The meeting of the Alternative Reference Rates Committee follows comments recently by the U.K. Financial Conduct Authority that it intends to stop compelling banks to submit London interbank offered rates by the end of 2021, igniting concerns global regulators may have to speed up their implementation timelines for new alternative benchmarks. According to an interim report, ARRC said it considered and rejected plans that call for a “quicker and more disruptive transition” and recognized that its proposed recommendations “could take several years to accomplish.”

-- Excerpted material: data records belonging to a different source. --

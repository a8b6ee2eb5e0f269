pub mod commands;
pub mod logging;
pub mod settings;

use std::path::PathBuf;
use std::process::ExitCode;

use clap::{Parser, Subcommand};

use crate::settings::PolicyArgs;

#[derive(Debug, Parser)]
#[command(
    name = "replen",
    about = "Inventory replenishment planner",
    long_about = "Compute safety stock, reorder points and suggested order quantities from demand statistics, stock levels and supplier lead times.",
    after_help = "Examples:\n  replen generate --out data/raw\n  replen plan --data data/raw --service-level 0.97\n  replen report --category Spirits --json"
)]
pub struct Cli {
    /// Debug 等級日誌（RUST_LOG 優先）
    #[arg(short, long, global = true)]
    verbose: bool,

    #[command(subcommand)]
    command: Command,
}

#[derive(Debug, Subcommand)]
enum Command {
    #[command(about = "Generate a deterministic synthetic dataset as CSV files")]
    Generate {
        #[arg(long, default_value = "data/raw")]
        out: PathBuf,
        #[arg(long, default_value_t = 42)]
        seed: u64,
        #[arg(long, default_value_t = 90)]
        days: u32,
    },
    #[command(about = "Compute the reorder plan and write it as CSV")]
    Plan {
        #[command(flatten)]
        policy: PolicyArgs,
        #[arg(long, default_value = "data/processed/reorder_plan.csv")]
        out: PathBuf,
    },
    #[command(about = "Summarize the reorder plan and list products below their reorder point")]
    Report {
        #[command(flatten)]
        policy: PolicyArgs,
        #[arg(long = "category", help = "Only include these categories (repeatable)")]
        categories: Vec<String>,
        #[arg(long, help = "Emit machine-readable JSON output")]
        json: bool,
    },
}

pub fn run() -> ExitCode {
    let cli = Cli::parse();
    logging::init(cli.verbose);

    let result = match cli.command {
        Command::Generate { out, seed, days } => commands::generate::run(&out, seed, days),
        Command::Plan { policy, out } => commands::plan::run(&policy, &out),
        Command::Report {
            policy,
            categories,
            json,
        } => commands::report::run(&policy, &categories, json),
    };

    match result {
        Ok(output) => {
            println!("{output}");
            ExitCode::SUCCESS
        }
        Err(err) => {
            eprintln!("error: {err:#}");
            ExitCode::FAILURE
        }
    }
}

I discussed ideal characteristics of a benchmark in my article Reforming LIBOR: Wheatley versus the Alternatives (January 31, 2013), NYU Journal of Law & Business, Vol. 9, No. 2, 2013, available at SSRN: https://ssrn.com/abstract=2209970.
Some key points:
- It is speculated that, “in globally integrated capital markets,” it does not make “sense to have different benchmark borrowing rates for domestic U.S. and international dollar loans.”
- In an increasingly globalized market, control over such a systemically important benchmark by any single government likely would be a source of on-going tension and perhaps would trigger an arms race of sorts in which all of the major financial center nations seek to privilege their domestic benchmark.
- The US working group therefore should be coordinating with counterparts in other countries to develop a global benchmark.
- If a single global rate is desired, even though LIBOR is a U.S. dollar rate, it makes more sense to have the alternative continue to be produced by a London-based government agency or central bank. This is so because it is widely recognized that one of LIBOR’s major advantages was that the London time zone allowed it to straddle the Asian and U.S. markets.
- The benchmark should look to private sector lending, not government rates. The difference between interbank offering rates like LIBOR and potential government substitutes becomes particularly pronounced during periods of economic uncertainty or crisis. In such periods, there is a flight to quality by investors that drives down the rates on presumptively risk free investments like Treasury bills.Conversely, as was the case in the post-Lehman Brothers crisis, banks become less creditworthy and liquidity in the interbank lending market dries up. In such periods, accordingly, benchmarks based on government or central bank funding costs would be especially inappropriate alternatives to one based on interbank offering rates.
- The benchmark should be administered by a private sector body. The Wheatley Review, for example, expressed concern that “public ownership” would reduce the ability of LIBOR to adapt to changing needs of users.The profit motive gives a private actor an incentive to respond to changing conditions in the markets for its product. In contrast, government agencies and state-owned enterprises lack that incentive.